KXLY needs Extra! channel to make room for new shows
By Jim Kershner
On the theory that one station is not enough, KXLY is launching its own cable channel, KXLY Extra!, on April 4.
This 24-hour-a-day channel will carry movies, syndicated sitcoms, national news and local news. Its biggest programming innovation, however, will be to carry simulcast versions of KXLY-AM‘s radio talk shows.
That’s right, there will be TV cameras in the radio booths along with hosts Pete Fretwell and Alex Wood. If you tune in to KXLY Extra!, you can watch them talk instead of merely listen to them.
KXLY Extra! will be on Cox Cable‘s channel 14 in Spokane (replacing the Disney Channel, which moves to channel 66) and also on Cablevision‘s channel 3 in Coeur d’Alene. Subscribers will receive it with the basic cable package.
Probably a “couple of dozen” stations in the nation have launched their own cable stations, but none in the Northwest, said KXLY vice president and general manager Steve Herling.
And nobody, to KXLY’s knowledge, has married a cable channel with a radio station.
“I think we’re pioneers in this whole area,” said Bob Witter, the station manager of KXLY-AM and FM.
KXLY Extra! will run three main types of programming. One is the All News Channel, a national all-news station out of Minneapolis, which will fill about seven hours each day, including most of the night. Movies and syndicated TV shows, including “Star Trek,” “Golden Girls,” “Who’s the Boss?,” “Martha Stewart,” “Siskel & Ebert,” and “Bob Vila,” will fill another large chunk of time.
However, the showcase programming will be local. KXLY-4’s TV news shows will be simulcast on KXLY Extra!, as will nearly four hours of radio talk shows. Even the radio “Lawn and Garden Show” on Saturday mornings will be broadcast on KXLY Extra!
By the way, KXLY’s new “interactive” concept makes more sense in light of this announcement. On KXLY Extra! viewers can watch the TV news, and then watch the radio talk segments featuring reporters and anchors taking call-in questions about their stories.
In addition, Herling said KXLY will now have unprecedented flexibility to devote large chunks of time to live TV coverage of breaking news stories.

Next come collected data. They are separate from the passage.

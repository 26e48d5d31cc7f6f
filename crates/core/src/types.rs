//! Core types shared by every flymap crate
//!
//! - [`TypeTag`]: identifies the codec a key or value type is stored with
//! - [`Layout`]: fixed or variable byte layout of an encoded value
//! - [`ValueMode`]: Direct or Heap binding mode of a flyweight accessor

use std::fmt;

/// Identifies the on-region representation of a type.
///
/// Two types with the same tag share a codec, so a map created for one can be
/// read through accessors of the other (for example `i32` and `IntValue`).
/// The codec registry is keyed by this tag.
#[derive(Debug, Clone, Copy, PartialEq, Eq, Hash)]
pub enum TypeTag {
    /// 1-byte boolean
    Bool,
    /// Signed 8-bit integer
    I8,
    /// Unsigned 8-bit integer
    U8,
    /// Signed 16-bit integer
    I16,
    /// Unsigned 16-bit integer
    U16,
    /// Signed 32-bit integer
    I32,
    /// Unsigned 32-bit integer
    U32,
    /// Signed 64-bit integer
    I64,
    /// Unsigned 64-bit integer
    U64,
    /// 32-bit float
    F32,
    /// 64-bit float
    F64,
    /// Unicode scalar value (4 bytes)
    Char,
    /// Length-prefixed UTF-8 text
    Text,
    /// Text with a bounded capacity and a fixed layout
    FixedText(u32),
    /// Count-prefixed sequence
    List,
    /// Count-prefixed set
    Set,
    /// Count-prefixed key/value pairs
    Map,
    /// Fixed multi-field layout, named by the bean type
    Bean(&'static str),
    /// User supplied codec
    Custom(&'static str),
}

impl fmt::Display for TypeTag {
    fn fmt(&self, f: &mut fmt::Formatter<'_>) -> fmt::Result {
        match self {
            TypeTag::FixedText(n) => write!(f, "FixedText({})", n),
            TypeTag::Bean(name) => write!(f, "Bean({})", name),
            TypeTag::Custom(name) => write!(f, "Custom({})", name),
            other => write!(f, "{:?}", other),
        }
    }
}

/// Byte layout of an encoded value
#[derive(Debug, Clone, Copy, PartialEq, Eq)]
pub enum Layout {
    /// Always exactly this many bytes; never resized
    Fixed(usize),
    /// Length depends on content; `min` is the size of the smallest encoding
    Variable {
        /// Encoded size of the type's zero value
        min: usize,
    },
}

impl Layout {
    /// Size of a fixed layout, `None` for variable ones
    pub fn fixed_size(&self) -> Option<usize> {
        match self {
            Layout::Fixed(n) => Some(*n),
            Layout::Variable { .. } => None,
        }
    }

    /// Smallest possible encoding
    pub fn min_size(&self) -> usize {
        match self {
            Layout::Fixed(n) => *n,
            Layout::Variable { min } => *min,
        }
    }

    /// True for fixed layouts
    pub fn is_fixed(&self) -> bool {
        matches!(self, Layout::Fixed(_))
    }
}

/// Binding mode of a flyweight accessor, fixed at creation.
#[derive(Debug, Clone, Copy, PartialEq, Eq, Hash)]
pub enum ValueMode {
    /// Aliases the entry bytes while bound; writes land immediately
    Direct,
    /// Holds a private decoded copy; written back when a write context exits
    Heap,
}

impl fmt::Display for ValueMode {
    fn fmt(&self, f: &mut fmt::Formatter<'_>) -> fmt::Result {
        match self {
            ValueMode::Direct => write!(f, "direct"),
            ValueMode::Heap => write!(f, "heap"),
        }
    }
}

He said the station will not be shy about cutting in to a scheduled program. He wants to let viewers “be eyewitnesses as events develop.”
“It’s KXLY’s on-ramp to the information superhighway,” said Herling.
One way video
If you call one of these talk shows, viewers will have to settle for just hearing your voice. That’s because KXLY has not yet figured out a way to get a camera into everybody’s home.
Who knows? With the way technology is going, that may be next.